WEPC17 Fast Orbit Feeback System Upgrade with New Digital Bpm and Power Supply in the Tls 346
 
  • C. H. Kuo, J. Chen, P. C. Chiu, K. T. Hsu, K. H. Hu, K.-B. Liu
    NSRRC, Hsinchu
  • A. Bardorfer
    Instrumentation Technologies, Solkan
 
  The BPMs of orbit feedback loop use analogy type in the TLS that is more than 10 years. The analogy type BPM provides high resolution position detection after signal processing. The new generation digital beam position monitor (DBPM) was performed recently. The BPM electronics are commercial available by using direct RF sampling technology, FPGA, and embedded control environment running GNU/Linux. The programmable nature of DBPM system is beneficial for multi-mode high precision beam diagnostics purposes. Sub-micron resolution is achieved for averaged beam position measurement with high update rate. The DBPM are seamless integrated with existed control system and is compatible with old BPM in the orbit feedback loop. In the same time, the corrector power-supply is also upgraded for wide bandwidth control. The integration of old and new BPM, power-supply control for fast orbit feedback will be discussed in this report.  
WEPC19 Toroid Protection System for FLASH 349
 
  • A. Hamdi, F. Ballester, M. Luong, J. Novo
    CEA, Gif-sur-Yvette
  • L. Froehlich, M. Görler, S. Magnus, M. Staack, M. Werner
    DESY, Hamburg
 
  The FLASH fast machine protection includes a beam loss interlock using toroids to measure the beam charge. This system monitors the beam losses across the whole linac while other protection systems are specifically dedicated to critical components. Four protection modes are used to handle different scenarios of losses: charge validation, single bunch, slice and integration modes. This system is based on 4 ADC’s to sample the top and bottom of upstream and downstream toroid signals. A microcontroller drives 2 programmable delay generators to adjust the top and bottom ADC trigger during the calibration phase. The samples are then collected by a 200Kgates FPGA to process the various protection modes. At first, a VHDL testbench was developed to generate test vectors at the FPGA design inputs. Then, an electronic testbench simulates the linac signals to validate the global hardware functions. Finally, the toroid protection was tested on FLASH with long bunch train at 1 MHz repetition rate.  
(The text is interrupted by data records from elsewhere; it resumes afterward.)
use core::cmp::Ordering;
use core::fmt::{Debug, Display, Error as FmtError, Formatter};
use core::str::FromStr;

use serde_derive::{Deserialize, Serialize};

use crate::core::ics02_client::error::Error;

#[derive(Copy, Clone, PartialEq, Eq, Hash, Serialize, Deserialize)]
pub struct Height {
    /// Previously known as "epoch"
    revision_number: u64,

    /// The height of a block
    revision_height: u64,
}

impl Height {
    pub fn new(revision_number: u64, revision_height: u64) -> Result<Self, Error> {
        if revision_height == 0 {
            return Err(Error::invalid_height());
        }

        Ok(Self {
            revision_number,
            revision_height,
        })
    }

    pub fn revision_number(&self) -> u64 {
        self.revision_number
    }

    pub fn revision_height(&self) -> u64 {
        self.revision_height
    }

    pub fn add(&self, delta: u64) -> Height {
        Height {
            revision_number: self.revision_number,
            revision_height: self.revision_height + delta,
        }
    }

    pub fn increment(&self) -> Height {
        self.add(1)
    }

    pub fn sub(&self, delta: u64) -> Result<Height, Error> {
        if self.revision_height <= delta {
            return Err(Error::invalid_height_result());
        }

        Ok(Height {
            revision_number: self.revision_number,
            revision_height: self.revision_height - delta,
        })
    }

    pub fn decrement(&self) -> Result<Height, Error> {
        self.sub(1)
    }
}

impl PartialOrd for Height {
    fn partial_cmp(&self, other: &Self) -> Option<Ordering> {
        Some(self.cmp(other))
    }
}

impl Ord for Height {
    fn cmp(&self, other: &Self) -> Ordering {
        if self.revision_number < other.revision_number {
            Ordering::Less
        } else if self.revision_number > other.revision_number {
            Ordering::Greater
        } else if self.revision_height < other.revision_height {
            Ordering::Less
        } else if self.revision_height > other.revision_height {
            Ordering::Greater
        } else {
            Ordering::Equal
        }
    }
}

impl Debug for Height {
    fn fmt(&self, f: &mut Formatter<'_>) -> Result<(), FmtError> {
        f.debug_struct("Height")
            .field("revision", &self.revision_number)
            .field("height", &self.revision_height)
            .finish()
    }
}

impl Display for Height {
    fn fmt(&self, f: &mut Formatter<'_>) -> Result<(), FmtError> {
        write!(f, "{}-{}", self.revision_number, self.revision_height)
    }
}

impl TryFrom<&str> for Height {
    type Error = Error;

    fn try_from(value: &str) -> Result<Self, Self::Error> {
        let (revision_number, revision_height) = value
            .split_once('-')
            .ok_or_else(Error::invalid_height)?;

        let revision_number = revision_number
            .parse::<u64>()
            .map_err(|e| Error::invalid_raw_height(value.to_owned(), e))?;

        let revision_height = revision_height
            .parse::<u64>()
            .map_err(|e| Error::invalid_raw_height(value.to_owned(), e))?;

        Height::new(revision_number, revision_height)
    }
}

impl From<Height> for String {
    fn from(height: Height) -> Self {
        format!("{}-{}", height.revision_number, height.revision_height)
    }
}

impl FromStr for Height {
    type Err = Error;

    fn from_str(s: &str) -> Result<Self, Self::Err> {
        Height::try_from(s)
    }
}

#[cfg(test)]
mod tests {
    use super::*;

    use test_log::test;

    #[test]
    fn zero_height_is_rejected() {
        assert!(Height::new(0, 0).is_err());
        assert!(Height::new(1, 0).is_err());
        assert!(Height::new(0, 1).is_ok());
    }

    #[test]
    fn height_ordering_is_lexicographic() {
        let low = Height::new(0, 100).unwrap();
        let high = Height::new(1, 1).unwrap();

        assert!(low < high);
        assert!(low.increment() > low);
        assert_eq!(low.add(5).revision_height(), 105);
    }

    #[test]
    fn height_cannot_decrement_to_zero() {
        let one = Height::new(0, 1).unwrap();
        assert!(one.decrement().is_err());

        let two = Height::new(0, 2).unwrap();
        assert_eq!(two.decrement().unwrap(), one);
    }

    #[test]
    fn parse_height_from_string() {
        let height: Height = "1-42".parse().unwrap();
        assert_eq!(height.revision_number(), 1);
        assert_eq!(height.revision_height(), 42);
        assert_eq!(height.to_string(), "1-42");

        assert!("1-0".parse::<Height>().is_err());
        assert!("abc".parse::<Height>().is_err());
        assert!("1-x".parse::<Height>().is_err());
    }
}
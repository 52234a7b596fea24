//! Defines coin types; the objects that are being transferred.

use core::fmt::{Display, Error as FmtError, Formatter};
use core::str::FromStr;

use serde_derive::{Deserialize, Serialize};

use super::error::Error;

/// Coin defines a token with a denomination and an amount.
#[derive(Clone, Debug, Eq, PartialEq, PartialOrd, Ord, Hash, Serialize, Deserialize)]
pub struct Coin {
    /// Denomination
    pub denom: String,
    /// Amount
    pub amount: u128,
}

impl Coin {
    pub fn new(amount: u128, denom: impl Into<String>) -> Self {
        Self {
            denom: denom.into(),
            amount,
        }
    }

    pub fn from_string_list(coin_str: &str) -> Result<Vec<Self>, Error> {
        coin_str.split(',').map(FromStr::from_str).collect()
    }
}

impl FromStr for Coin {
    type Err = Error;

    fn from_str(coin_str: &str) -> Result<Self, Error> {
        // Denominations start after the leading digits and only carry letters,
        // digits and the separators '/', ':', '.', '_' or '-'.
        let (amount, denom) = coin_str
            .chars()
            .position(|x| !x.is_ascii_digit())
            .map(|index| coin_str.split_at(index))
            .filter(|(amount, denom)| !amount.is_empty() && !denom.is_empty())
            .filter(|(_, denom)| {
                !denom.contains(|x| {
                    !matches!(x, 'a'..='z' | 'A'..='Z' | '0'..='9' | '/' | ':' | '.' | '_' | '-')
                })
            })
            .ok_or_else(|| Error::invalid_coin(coin_str.to_string()))?;

        let amount = amount
            .parse()
            .map_err(|e| Error::invalid_amount(amount.to_string(), e))?;

        Ok(Coin {
            denom: denom.to_string(),
            amount,
        })
    }
}

impl Display for Coin {
    fn fmt(&self, f: &mut Formatter<'_>) -> Result<(), FmtError> {
        write!(f, "{}{}", self.amount, self.denom)
    }
}

/// Renders a list of coins comma-separated, or `-` when there is nothing to show.
pub fn display_coins(coins: &[Coin]) -> String {
    if coins.is_empty() {
        return "-".to_string();
    }

    coins
        .iter()
        .map(ToString::to_string)
        .collect::<Vec<_>>()
        .join(", ")
}

#[cfg(test)]
mod tests {
    use super::*;

    use test_log::test;

    #[test]
    fn parse_raw_coin() {
        assert_eq!(Coin::from_str("123stake").unwrap(), Coin::new(123, "stake"));
        assert_eq!(Coin::from_str("1a1").unwrap(), Coin::new(1, "a1"));
        assert_eq!(
            Coin::from_str("10ibc/ABCD").unwrap(),
            Coin::new(10, "ibc/ABCD")
        );
    }

    #[test]
    fn reject_malformed_coin() {
        assert!(Coin::from_str("0x!").is_err());
        assert!(Coin::from_str("stake").is_err());
        assert!(Coin::from_str("100").is_err());
        assert!(Coin::from_str("").is_err());
    }

    #[test]
    fn parse_coin_list() {
        let coins = Coin::from_string_list("123stake,1a1,999den0m").unwrap();
        assert_eq!(
            coins,
            vec![
                Coin::new(123, "stake"),
                Coin::new(1, "a1"),
                Coin::new(999, "den0m")
            ]
        );
    }

    #[test]
    fn display_coin_list() {
        assert_eq!(display_coins(&[]), "-");
        assert_eq!(
            display_coins(&[Coin::new(100, "token"), Coin::new(5, "stake")]),
            "100token, 5stake"
        );
    }
}
//! ICS 24: Host Requirements

pub mod error;
pub mod identifier;
pub mod path;
pub mod validate;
WEPC26 Transverse Bunch-by-Bunch Feedback for the VEPP-4M Electron-Positron Collider 367
 
  • V. P. Cherepanov, E. N. Dementyev, E. B. Levichev, A. S. Medvedko, V. V. Smaluk, D. P. Sukhanov
    BINP SB RAS, Novosibirsk
 
  Transverse mode coupling instability (TMCI or fast head-tail) is the principal beam current limitation of the VEPP-4M electron-positron collider. For the high-energy physics experiments at the 5.5 GeV energy, the VEPP-4M bunch current should exceed much the TMCI threshold. To suppress transverse beam instabilities, a broadband bunch-by-bunch digital feedback system is developed. The feedback concept is described, the system layout and first beam measurements are presented.